SPI Mica Sheets and Disks
Air inclusion content and mica microholes
This is a pretty arcane kind of topic, yet it can be of critical importance
for one having the need to have well understood mica, both from the
standpoint of surface smoothness as well as mica that is free of damage or
distortions.
We like to think of Grade V1 mica as being the perfect mica. It has zero
air content. It also has no color, meaning it has essentially no impurities.
Of course, as is the case with other things in life, and nature, that which
is that "perfect" is never found in abundant supply. Indeed mica deserving
of a V1 classification is becoming increasingly more rare and difficult
to find.
As a few overall comments, mica is reasonably clear, if thin enough, to the
point of being transparent, from V1 down to V-4 and possibly to V-5.
Color comes from impurities, such as Fe in the form of various oxides and
other minerals, as well as other species, all depending upon the precise
place where the mica was found. For analytical purposes, SPI Supplies
offers nothing further down the quality scale than V5. So if you have
obtained mica from other sources, and it exhibits color, then you can be
sure that you have mica that has more than the amount of impurities one
normally desired to have when doing careful analytical studies. We will
later say a few things about grades lower than V-5 but only for pedagogical
value.
Now focussing on grades V-1 to V-4, and going from an air content from zero
to 25%, it turns out that the air, which by the way is "ancient" air, air
that has been trapped for millions of years, exists not as actual "pores" or
"voids" but in layers parallel to the micaceous cleavage planes. So when
mica of these grades (except V-1) is cleaved, if the cleavage plane was
close to one of these trapped layers of ancient air, when the pressure is
relieved, you will see a "blistering" effect. One can not use the area of a
blister, if for no other reason that the mica itself has been damaged, and
it must itself be cleaved off to expose a presumably undamaged surface.
Interestingly, this cleaved blister material might be the thinnest possible
mica cleavings, perhaps not more than 5-10 µm in thickness.
Since V-1 is essentially air free, then V-1 when being cleaved, literally
does not exhibit blister formation. We hesitate to say "never", but its
frequency of occurrence should not be very often.
And since V-4 grade has undergone somewhat more stress in the release of the
ancient air, we would expect that there could be more of this natural
"damage" present on both surfaces as well as cleaved layers than of V-2 and
certainly, V-1.
Once the grade drops to V-5 and certainly V-6, color is developing and there
are indeed microinclusions, not of ancient air, but of iron in some of its
various compounds, generally as a small mineral inclusion in the mica. So
let us consider a typical inclusion that might be on the order of several µm.
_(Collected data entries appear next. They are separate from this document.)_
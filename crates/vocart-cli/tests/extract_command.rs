use assert_cmd::Command;
use predicates::prelude::*;
use std::path::PathBuf;
use vocart_core::{Marketplace, NOT_FOUND};

const PRODUCT_URL: &str =
    "https://www.amazon.in/Logitech-M331-Silent-Wireless-Mouse/dp/B01MTZYMAT/ref=sr_1_1";

#[allow(deprecated)]
fn get_vocart_bin() -> PathBuf {
    assert_cmd::cargo::cargo_bin("vocart")
}

fn fixture(name: &str) -> PathBuf {
    PathBuf::from(env!("CARGO_MANIFEST_DIR"))
        .parent()
        .unwrap()
        .parent()
        .unwrap()
        .join("tests")
        .join("fixtures")
        .join(name)
}

#[test]
fn test_extract_full_page() {
    let record = vocart_cli::commands::extract::extract_file(
        &fixture("product_page.html"),
        PRODUCT_URL,
        &Marketplace::default(),
    )
    .unwrap();

    assert_eq!(
        record.title,
        "Logitech M331 Silent Plus Wireless Mouse, 2.4GHz with USB Nano Receiver, Black"
    );
    assert_eq!(record.price, "₹1,195.00");
    assert_eq!(
        record.image_url,
        "https://m.media-amazon.com/images/I/61UxfXTUyvL._SX679_.jpg"
    );
    assert_eq!(record.asin, "B01MTZYMAT");
    assert_eq!(record.link, PRODUCT_URL);
    assert!(!record.added_to_cart);
}

#[test]
fn test_extract_asin_from_details_table() {
    let record = vocart_cli::commands::extract::extract_file(
        &fixture("product_page.html"),
        "https://www.amazon.in/gp/product/ref=ox_sc_act_title_1",
        &Marketplace::default(),
    )
    .unwrap();

    assert_eq!(record.asin, "B01MTZYMAT");
}

#[test]
fn test_extract_sparse_page_falls_back() {
    let record = vocart_cli::commands::extract::extract_file(
        &fixture("product_page_sparse.html"),
        "https://www.amazon.in/gp/product/unknown",
        &Marketplace::default(),
    )
    .unwrap();

    assert_eq!(record.title, NOT_FOUND);
    assert_eq!(record.price, "₹12499.50");
    assert_eq!(record.image_url, NOT_FOUND);
    assert_eq!(record.asin, NOT_FOUND);
}

#[test]
fn test_extract_json_output() {
    let mut cmd = Command::new(get_vocart_bin());
    cmd.arg("extract")
        .arg(fixture("product_page.html"))
        .arg("--url")
        .arg(PRODUCT_URL)
        .arg("--format")
        .arg("json");

    cmd.assert()
        .success()
        .stdout(predicate::str::contains("\"ASIN\": \"B01MTZYMAT\""))
        .stdout(predicate::str::contains("\"Added_to_Cart\": \"No\""));
}

#[test]
fn test_extract_pretty_output() {
    let mut cmd = Command::new(get_vocart_bin());
    cmd.arg("extract")
        .arg(fixture("product_page_sparse.html"))
        .arg("--url")
        .arg("https://www.amazon.com/dp/B0SPARSE01")
        .arg("--currency")
        .arg("$");

    cmd.assert()
        .success()
        .stdout(predicate::str::contains("Product Details"))
        .stdout(predicate::str::contains("Price:  $12499.50"))
        .stdout(predicate::str::contains("ASIN:   B0SPARSE01"));
}

#[test]
fn test_extract_missing_file() {
    let mut cmd = Command::new(get_vocart_bin());
    cmd.arg("extract")
        .arg("does-not-exist.html")
        .arg("--url")
        .arg(PRODUCT_URL);

    cmd.assert()
        .failure()
        .stderr(predicate::str::contains("Failed to read"));
}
And we are now cleaving the mica, and during the cleaving step, the
separation plane encounters this several µm iron containing mineral
inclusion. The inclusion says with the substrate, but the point is that in
the cleaved layer, there is either a "hole" or "ghost" from where the
particle inclusion was originally, or in the case of a very large inclusion,
common in some of the grades still further down the quality scale, there
could actually be a hole straight through the cleaved layer. Indeed one
can get at times something almost suggesting a "Swiss cheese" effect.
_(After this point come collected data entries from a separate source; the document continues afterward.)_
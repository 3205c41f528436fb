use clap::ValueEnum;

pub mod commands;
pub mod config;
pub mod operator;
pub mod workflow;

#[derive(Copy, Clone, Debug, Eq, PartialEq, ValueEnum)]
pub enum OutputFormat {
    Pretty,
    Json,
}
But these grades beyond V-5 are not offered by SPI Supplies to researchers
because of the variability of the material and the impact on freshly cleaved
surfaces, if not also on the defect structure of the crystalline lattice of
the mica itself.
We have tried to explain a complicated kind of story, but one which is of
intense interest to at least some doing scanning probe studies. While it
does cost more, our philosophy is simply that if the experiment is important,
pay the higher amount of money, it is not really all that much anyhow, and
remove from the variables the various features that can result from non-V-1
grade mica.
Let us know if you have still some unanswered questions or if you feel that
there are still some things that have to be better explained.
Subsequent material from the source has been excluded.